Le déficit provoqué... provoque l'explosion de la dette ! Il devient un outil au service du discours sur l'austérité inévitable. La démolition en cours des services publics alimente le sentiment d'insécurité sociale, (et le recours aux assurances privées). Des mesures injustes comme la fermeture de lits d'hôpitaux, la réduction du nombre de postes d'enseignants, ou la baisse des retraites sont acceptées avec résignation et docilité par ceux à qui l'on a réussi à faire croire qu'ils... vivent au dessus de leurs moyens !

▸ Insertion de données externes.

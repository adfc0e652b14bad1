use tracing::debug;
use tracing_subscriber::EnvFilter;

const DEFAULT_FILTER: &str = "info";

/// Installs a global fmt subscriber filtered with `RUST_LOG`. An already installed subscriber is
/// kept.
pub fn install_tracing_logger() {
    let filter =
        EnvFilter::try_from_default_env().unwrap_or_else(|_| EnvFilter::new(DEFAULT_FILTER));

    if let Err(error) = tracing_subscriber::fmt()
        .with_env_filter(filter)
        .with_target(true)
        .try_init()
    {
        debug!(%error, "Tracing subscriber already installed");
    }
}
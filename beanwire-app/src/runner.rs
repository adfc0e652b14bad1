//! Runners executing actual application logic.

pub use beanwire::provider::ErrorPtr;
#[cfg(test)]
use mockall::automock;

pub type ApplicationRunnerPtr = dyn ApplicationRunner + Send + Sync;

/// A unit of application logic. Every bean exposed as [ApplicationRunnerPtr] is run once by
/// [Application](crate::application::Application) after the bean context starts.
#[cfg_attr(test, automock)]
pub trait ApplicationRunner {
    fn run(&self) -> Result<(), ErrorPtr>;

    /// Returns the priority for this runner. Runners with higher priority run first.
    fn priority(&self) -> i8 {
        0
    }
}
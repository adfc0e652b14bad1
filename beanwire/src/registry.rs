//! Functionality related to registering definitions of beans. [BeanDefinitionRegistry] stores
//! every known [BeanDefinition], indexed by all the types each bean exposes.
//!
//! ## Automatic registration
//!
//! Beans using `#[derive(Bean)]` are registered automatically when the program starts and can be
//! collected with [BeanDefinitionRegistry::from_static]. Manually defined beans can be added to a
//! registry with [BeanDefinitionRegistry::register].
//!
//! ## Replacements
//!
//! A definition declaring [Replaces] removes all matching definitions from the registry, no matter
//! if they were registered before or after it. A replacement which doesn't match anything is
//! simply ignored.

use crate::bean::{BeanDefinition, BeanType, Replaces};
use crate::error::{BeanDefinitionError, BeanDefinitionRegistryError};
use crate::qualifier::{Qualifier, TypeHierarchy};
use fxhash::{FxHashMap, FxHashSet};
use itertools::Itertools;
use std::any::TypeId;
use std::sync::Arc;
use tracing::debug;

pub type BeanDefinitionPtr = Arc<BeanDefinition>;

/// Registry of bean definitions, frozen once a context is built on top of it.
#[derive(Clone, Debug, Default)]
pub struct BeanDefinitionRegistry {
    definitions: Vec<BeanDefinitionPtr>,
    by_type: FxHashMap<TypeId, Vec<BeanDefinitionPtr>>,
    exposed_types: FxHashMap<TypeId, FxHashSet<TypeId>>,
    replacements: Vec<Replaces>,
    next_index: usize,
    frozen: bool,
}

impl BeanDefinitionRegistry {
    /// Creates a registry containing all automatically registered definitions.
    pub fn from_static() -> Result<Self, BeanDefinitionRegistryError> {
        let mut registry = Self::default();
        for definition in Self::static_definitions()? {
            registry.register(definition)?;
        }

        Ok(registry)
    }

    /// Assembles all automatically registered definitions.
    pub fn static_definitions() -> Result<Vec<BeanDefinition>, BeanDefinitionError> {
        inventory::iter::<internal::BeanDefinitionRegisterer>
            .into_iter()
            .map(|registerer| (registerer.register)())
            .try_collect()
    }

    /// Registers a new definition. Returns `None` if the definition has been replaced by an
    /// already registered one.
    pub fn register(
        &mut self,
        mut definition: BeanDefinition,
    ) -> Result<Option<BeanDefinitionPtr>, BeanDefinitionRegistryError> {
        if self.frozen {
            return Err(BeanDefinitionRegistryError::Frozen(
                definition.bean_type.name().to_string(),
            ));
        }

        if let Some(replacement) = self
            .replacements
            .iter()
            .find(|replacement| replacement.matches(&definition))
        {
            debug!(
                bean = %definition.bean_type,
                replaced = %replacement.bean_type,
                "Skipping replaced bean definition"
            );
            return Ok(None);
        }

        definition.index = self.next_index;
        self.next_index += 1;

        if let Some(replaces) = &definition.replaces {
            self.remove_replaced(replaces);
            self.replacements.push(replaces.clone());
        }

        debug!(bean = %definition.identifier(), "Registering bean definition");

        let definition = Arc::new(definition);
        for exposed in &definition.exposed {
            self.by_type
                .entry(exposed.bean_type.id())
                .or_default()
                .push(definition.clone());
            self.exposed_types
                .entry(definition.bean_type.id())
                .or_default()
                .insert(exposed.bean_type.id());
        }

        self.definitions.push(definition.clone());
        Ok(Some(definition))
    }

    fn remove_replaced(&mut self, replaces: &Replaces) {
        let removed: FxHashSet<usize> = self
            .definitions
            .iter()
            .filter(|definition| replaces.matches(definition))
            .map(|definition| {
                debug!(bean = %definition.identifier(), "Removing replaced bean definition");
                definition.index()
            })
            .collect();

        if removed.is_empty() {
            return;
        }

        self.definitions
            .retain(|definition| !removed.contains(&definition.index()));
        for definitions in self.by_type.values_mut() {
            definitions.retain(|definition| !removed.contains(&definition.index()));
        }

        self.exposed_types.clear();
        for definition in &self.definitions {
            self.exposed_types
                .entry(definition.bean_type.id())
                .or_default()
                .extend(definition.exposed.iter().map(|exposed| exposed.bean_type.id()));
        }
    }

    /// Returns all definitions exposing given type, in registration order.
    pub fn find_candidates(&self, type_id: TypeId) -> Vec<BeanDefinitionPtr> {
        self.by_type.get(&type_id).cloned().unwrap_or_default()
    }

    /// Returns definitions exposing given type, narrowed by an optional qualifier.
    pub fn find_candidates_qualified(
        &self,
        bean_type: &BeanType,
        qualifier: Option<&Qualifier>,
    ) -> Vec<BeanDefinitionPtr> {
        let candidates = self.find_candidates(bean_type.id());
        match qualifier {
            Some(qualifier) => qualifier.filter(bean_type, candidates, self),
            None => candidates,
        }
    }

    /// All definitions in registration order.
    pub fn definitions(&self) -> impl Iterator<Item = &BeanDefinitionPtr> {
        self.definitions.iter()
    }

    pub fn contains(&self, type_id: TypeId) -> bool {
        self.by_type
            .get(&type_id)
            .map(|definitions| !definitions.is_empty())
            .unwrap_or(false)
    }

    /// Checks if a bean with given full or simple type name is registered.
    pub fn is_type_name_registered(&self, name: &str) -> bool {
        self.definitions.iter().any(|definition| {
            definition.bean_type.name() == name || definition.bean_type.simple_name() == name
        })
    }

    #[inline]
    pub fn len(&self) -> usize {
        self.definitions.len()
    }

    #[inline]
    pub fn is_empty(&self) -> bool {
        self.definitions.is_empty()
    }

    /// Prevents further registrations.
    pub fn freeze(&mut self) {
        self.frozen = true;
    }

    #[inline]
    pub fn is_frozen(&self) -> bool {
        self.frozen
    }
}

impl TypeHierarchy for BeanDefinitionRegistry {
    fn is_assignable(&self, from: TypeId, to: TypeId) -> bool {
        from == to
            || self
                .exposed_types
                .get(&from)
                .map(|exposed| exposed.contains(&to))
                .unwrap_or(false)
    }
}

#[doc(hidden)]
pub mod internal {
    use crate::bean::BeanDefinition;
    use crate::error::BeanDefinitionError;
    pub use inventory::submit;

    pub struct BeanDefinitionRegisterer {
        pub register: fn() -> Result<BeanDefinition, BeanDefinitionError>,
    }

    inventory::collect!(BeanDefinitionRegisterer);
}
//! Method interception support. An [Interceptor] is a bean which gets called around invocations of
//! methods bound to it by a binding name. Interceptors for a method form an [InterceptorChain],
//! ordered by [Interceptor::order], through which the invocation passes before reaching the
//! target. Each interceptor decides whether to [proceed](MethodInvocation::proceed), and can
//! inspect or replace arguments and the result.
//!
//! Intercepted beans are stored as proxies - types written for the intercepted trait, which
//! dispatch their methods through [InterceptedMethods]:
//!
//! ```
//! use beanwire::aop::{InterceptedMethods, InvocationArguments, MethodMetadata};
//! use beanwire::provider::{BeanPtr, ErrorPtr};
//!
//! trait Greeter {
//!     fn greet(&self, name: String) -> Result<String, ErrorPtr>;
//! }
//!
//! struct SimpleGreeter;
//!
//! impl Greeter for SimpleGreeter {
//!     fn greet(&self, name: String) -> Result<String, ErrorPtr> {
//!         Ok(format!("Hello {name}"))
//!     }
//! }
//!
//! const GREET: MethodMetadata = MethodMetadata::new("Greeter", "greet", &["logged"]);
//!
//! struct GreeterProxy {
//!     target: BeanPtr<SimpleGreeter>,
//!     methods: InterceptedMethods,
//! }
//!
//! impl Greeter for GreeterProxy {
//!     fn greet(&self, name: String) -> Result<String, ErrorPtr> {
//!         self.methods.invoke(
//!             &GREET,
//!             InvocationArguments::new().with(name),
//!             |arguments| self.target.greet(arguments.argument::<String>(0)?),
//!         )
//!     }
//! }
//! ```

use crate::bean::BeanType;
use crate::error::AopError;
use crate::injection::Arguments;
use crate::provider::ErrorPtr;
use derivative::Derivative;
use fxhash::FxHashMap;
use itertools::Itertools;
use std::any::{type_name, Any};
use std::fmt::{Display, Formatter};
use std::sync::Arc;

Le Pacte budgétaire, (encore appelé «Fiscal compact», en langage bruxellois...), ne corrige absolument pas l'aberration que constitue une monnaie unique sans solidarité entre ceux qui l'utilisent(ne pas oublier que Sauver la Grèce signifie en réalité Sauver les créanciers de la Grèce, même si pour cela, de plus en plus de Grecs doivent... se nourrir dans les poubelles, ou préfèrent se suicider). Le Pacte budgétaire, c'est l'entêtement dans l'erreur, plus que le développement soutenable...  il nous apporterl'austérité et la récession... insoutenables !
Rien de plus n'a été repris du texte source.